BEGIN INPUT FOR THIS TASK
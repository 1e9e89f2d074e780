//! Set and ordered-map interception.
//!
//! Both containers operate on the raw backing collection with raw forms of
//! their arguments, so a wrapper and its raw object are the same element.
//!
//! Three levels of reactivity:
//! 1. Per-key: `map_get`/`map_has` track only that map key
//! 2. Iteration: `values`/`entries`/`for_each` track structural changes
//!    (and, for maps, value changes too)
//! 3. Size: `size` tracks additions and removals

use super::object::{ObjectData, TargetKind};
use super::value::Value;
use super::wrapper::Reactive;
use crate::error::Result;
use crate::reactive::{ChangeKind, Key, Trigger};

impl Reactive {
    /// Element count of a set or map. Tracks additions and removals.
    pub fn size(&self) -> usize {
        match self.kind() {
            TargetKind::Set | TargetKind::Map => {
                self.track(Key::Size);
                self.target().len()
            }
            TargetKind::Sequence => self.len(),
            _ => 0,
        }
    }

    // ------------------------------------------------------------------------
    // Sets
    // ------------------------------------------------------------------------

    /// Add `value` to a set. Returns whether it was new.
    pub fn add(&self, value: impl Into<Value>) -> Result<bool> {
        let value = value.into().to_raw();
        self.ensure_writable(format!("{:?}", value))?;

        let added = match &mut *self.target().data_mut() {
            ObjectData::Set(items) => items.insert(value.clone()),
            _ => return Err(self.unsupported("add")),
        };
        if added {
            self.notify(Key::Entry(value), ChangeKind::Add);
        }
        Ok(added)
    }

    pub(crate) fn set_has(&self, value: &Value) -> bool {
        self.track(Key::Iterate);
        match &*self.target().data() {
            ObjectData::Set(items) => items.contains(&value.to_raw()),
            _ => false,
        }
    }

    pub(crate) fn set_delete(&self, value: &Value) -> Result<bool> {
        let value = value.to_raw();
        self.ensure_writable(format!("{:?}", value))?;

        let removed = match &mut *self.target().data_mut() {
            ObjectData::Set(items) => items.shift_remove(&value),
            _ => return Err(self.unsupported("delete")),
        };
        if removed {
            self.notify(Key::Entry(value), ChangeKind::Delete);
        }
        Ok(removed)
    }

    /// Remove every element of a set or entry of a map. Returns whether
    /// anything was removed.
    pub fn clear(&self) -> Result<bool> {
        self.ensure_writable("clear")?;

        let removed: Vec<Value> = match &mut *self.target().data_mut() {
            ObjectData::Set(items) => items.drain(..).collect(),
            ObjectData::Map(entries) => entries.drain(..).map(|(key, _)| key).collect(),
            _ => return Err(self.unsupported("clear")),
        };

        let triggers: Vec<Trigger> = removed
            .into_iter()
            .map(|key| Trigger::new(Key::Entry(key), ChangeKind::Delete))
            .collect();
        self.notify_all(&triggers);
        Ok(!triggers.is_empty())
    }

    // ------------------------------------------------------------------------
    // Maps
    // ------------------------------------------------------------------------

    /// Value stored under `key`, wrapped; `Undefined` when absent.
    pub fn map_get(&self, key: impl Into<Value>) -> Value {
        let key = key.into().to_raw();
        let found = match &*self.target().data() {
            ObjectData::Map(entries) => entries.get(&key).cloned(),
            _ => return Value::Undefined,
        };
        self.track(Key::Entry(key));
        found.map(|value| self.adopt(value)).unwrap_or_default()
    }

    /// Store `value` under `key`, both in raw form. Returns whether anything
    /// changed.
    pub fn map_set(&self, key: impl Into<Value>, value: impl Into<Value>) -> Result<bool> {
        let key = key.into().to_raw();
        let value = value.into().to_raw();
        self.ensure_writable(format!("{:?}", key))?;

        let change = {
            let mut data = self.target().data_mut();
            let ObjectData::Map(entries) = &mut *data else {
                return Err(self.unsupported("map_set"));
            };
            match entries.get_mut(&key) {
                Some(old) if old.same_value(&value) => return Ok(false),
                Some(old) => {
                    *old = value;
                    ChangeKind::Set
                }
                None => {
                    entries.insert(key.clone(), value);
                    ChangeKind::Add
                }
            }
        };

        self.notify(Key::Entry(key), change);
        Ok(true)
    }

    pub fn map_has(&self, key: &Value) -> bool {
        let key = key.to_raw();
        let found = match &*self.target().data() {
            ObjectData::Map(entries) => entries.contains_key(&key),
            _ => return false,
        };
        self.track(Key::Entry(key));
        found
    }

    pub fn map_delete(&self, key: &Value) -> Result<bool> {
        let key = key.to_raw();
        self.ensure_writable(format!("{:?}", key))?;

        let removed = match &mut *self.target().data_mut() {
            ObjectData::Map(entries) => entries.shift_remove(&key).is_some(),
            _ => return Err(self.unsupported("map_delete")),
        };
        if removed {
            self.notify(Key::Entry(key), ChangeKind::Delete);
        }
        Ok(removed)
    }

    /// `(key, value)` pairs of a map in insertion order, both wrapped.
    pub fn entries(&self) -> Vec<(Value, Value)> {
        let snapshot: Vec<(Value, Value)> = match &*self.target().data() {
            ObjectData::Map(entries) => entries
                .iter()
                .map(|(key, value)| (key.clone(), value.clone()))
                .collect(),
            _ => return Vec::new(),
        };
        self.track(Key::Iterate);
        snapshot
            .into_iter()
            .map(|(key, value)| (self.adopt(key), self.adopt(value)))
            .collect()
    }

    pub fn map_keys(&self) -> Vec<Value> {
        self.entries().into_iter().map(|(key, _)| key).collect()
    }

    pub fn map_values(&self) -> Vec<Value> {
        self.entries().into_iter().map(|(_, value)| value).collect()
    }

    /// Call `f(value, key)` for every map entry.
    pub fn map_for_each(&self, mut f: impl FnMut(Value, Value)) {
        for (key, value) in self.entries() {
            f(value, key);
        }
    }

    // ------------------------------------------------------------------------
    // Shared
    // ------------------------------------------------------------------------

    /// Elements of a set or sequence, or values of a map, wrapped.
    pub fn values(&self) -> Vec<Value> {
        match self.kind() {
            TargetKind::Set => {
                let snapshot: Vec<Value> = match &*self.target().data() {
                    ObjectData::Set(items) => items.iter().cloned().collect(),
                    _ => Vec::new(),
                };
                self.track(Key::Iterate);
                snapshot.into_iter().map(|item| self.adopt(item)).collect()
            }
            TargetKind::Map => self.map_values(),
            TargetKind::Sequence => self.to_vec(),
            _ => Vec::new(),
        }
    }

    /// Call `f` for every element: `(value, index)` for sequences,
    /// `(value, value)` for sets and `(value, key)` for maps.
    pub fn for_each(&self, mut f: impl FnMut(Value, Value)) {
        match self.kind() {
            TargetKind::Sequence => {
                for (index, item) in self.to_vec().into_iter().enumerate() {
                    f(item, Value::from(index));
                }
            }
            TargetKind::Set => {
                for item in self.values() {
                    f(item.clone(), item);
                }
            }
            TargetKind::Map => self.map_for_each(f),
            _ => {}
        }
    }
}

#[cfg(test)]
mod tests {
    use crate::error::ReactiveError;
    use crate::proxy::testing::count_runs;
    use crate::proxy::{reactive, Object, Value};
    use std::cell::{Cell, RefCell};
    use std::rc::Rc;

    #[test]
    fn set_size_follows_add_and_delete() {
        let set = reactive(&Object::set([1, 0x11, 0x22]));
        let reader = set.clone();
        let runs = count_runs(move || {
            reader.size();
        });

        assert_eq!(set.add(111), Ok(true));
        assert_eq!(runs.get(), 2);

        assert_eq!(set.add(111), Ok(false));
        assert_eq!(runs.get(), 2);

        assert_eq!(set.delete(111), Ok(true));
        assert_eq!(runs.get(), 3);
        assert_eq!(set.size(), 3);
    }

    #[test]
    fn set_iteration_yields_wrapped_elements() {
        let element = Object::record([("a", 1)]);
        let set = reactive(&Object::set([Value::from(element.clone())]));

        let values = set.values();
        assert_eq!(values.len(), 1);
        assert!(values[0].as_reactive().unwrap().raw().ptr_eq(&element));

        // A wrapper and its raw object are the same element.
        assert!(set.has(values[0].clone()));
        assert_eq!(set.add(values[0].clone()), Ok(false));
    }

    #[test]
    fn set_for_each_reruns_on_structural_change() {
        let set = reactive(&Object::set([2, 5]));
        let reader = set.clone();
        let seen = Rc::new(RefCell::new(Vec::new()));
        let sink = seen.clone();
        let _runs = count_runs(move || {
            sink.borrow_mut().clear();
            reader.for_each(|value, _| sink.borrow_mut().push(value));
        });

        set.add(8).unwrap();
        assert_eq!(
            *seen.borrow(),
            vec![Value::from(2), Value::from(5), Value::from(8)]
        );
    }

    #[test]
    fn map_get_tracks_only_its_key() {
        let map = reactive(&Object::map([(0x1f, 1)]));
        let reader = map.clone();
        let runs = count_runs(move || {
            reader.map_get(0x1f);
        });

        map.map_set(0x11, 2).unwrap();
        assert_eq!(runs.get(), 1);

        map.map_set(0x1f, 2).unwrap();
        assert_eq!(runs.get(), 2);

        assert_eq!(map.map_set(0x1f, 2), Ok(false));
        assert_eq!(runs.get(), 2);
    }

    #[test]
    fn map_size_and_iteration() {
        let map = reactive(&Object::map([(0x1f, 1)]));

        let sizer = map.clone();
        let size_runs = count_runs(move || {
            sizer.size();
        });
        let iterator = map.clone();
        let iter_runs = count_runs(move || {
            iterator.map_for_each(|_, _| {});
        });

        map.map_set(0x11, 2).unwrap();
        assert_eq!(size_runs.get(), 2);
        assert_eq!(iter_runs.get(), 2);

        // A value change reaches iteration but not size.
        map.map_set(0x11, 66).unwrap();
        assert_eq!(size_runs.get(), 2);
        assert_eq!(iter_runs.get(), 3);

        assert_eq!(map.map_delete(&Value::from(0x11)), Ok(true));
        assert_eq!(size_runs.get(), 3);
        assert_eq!(iter_runs.get(), 4);
    }

    #[test]
    fn map_has_sees_added_keys() {
        let map = reactive(&Object::map::<Value, Value>([]));
        let reader = map.clone();
        let found = Rc::new(Cell::new(false));
        let sink = found.clone();
        let _runs = count_runs(move || sink.set(reader.has("k")));

        assert!(!found.get());
        map.map_set("k", 1).unwrap();
        assert!(found.get());
    }

    #[test]
    fn map_stores_raw_forms() {
        let raw = Object::map::<Value, Value>([]);
        let map = reactive(&raw);
        let key = Object::record([("id", 1)]);
        let value = Object::record([("v", 2)]);

        map.map_set(reactive(&key), reactive(&value)).unwrap();

        assert_eq!(map.map_get(key.clone()), Value::from(reactive(&value)));
        match &*raw.data() {
            crate::proxy::ObjectData::Map(entries) => {
                assert_eq!(entries.get(&Value::from(key)), Some(&Value::from(value)));
            }
            _ => unreachable!(),
        };
    }

    #[test]
    fn clear_notifies_once() {
        let map = reactive(&Object::map([("a", 1), ("b", 2)]));
        let reader = map.clone();
        let runs = count_runs(move || {
            reader.entries();
        });

        assert_eq!(map.clear(), Ok(true));
        assert_eq!(runs.get(), 2);
        assert_eq!(map.clear(), Ok(false));
        assert_eq!(runs.get(), 2);
    }

    #[test]
    fn container_writes_on_a_sequence_are_unsupported() {
        let list = reactive(&Object::sequence([1]));
        assert!(matches!(list.add(1), Err(ReactiveError::Unsupported { operation: "add", .. })));
        assert!(matches!(list.map_set(1, 2), Err(ReactiveError::Unsupported { .. })));
        assert_eq!(list.map_get(1), Value::Undefined);
    }
}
END INPUT FOR THIS TASK
§ **ACTIVITY**
The lines to retype run from the start of the entries through the line containing "track structural changes"; reproduce them exactly and add nothing.

§ **ANSWER FOR THIS EXERCISE**
repository 1e9e89f2d074e780
//! Set and ordered-map interception.
//!
//! Both containers operate on the raw backing collection with raw forms of
//! their arguments, so a wrapper and its raw object are the same element.
//!
//! Three levels of reactivity:
//! 1. Per-key: `map_get`/`map_has` track only that map key
//! 2. Iteration: `values`/`entries`/`for_each` track structural changes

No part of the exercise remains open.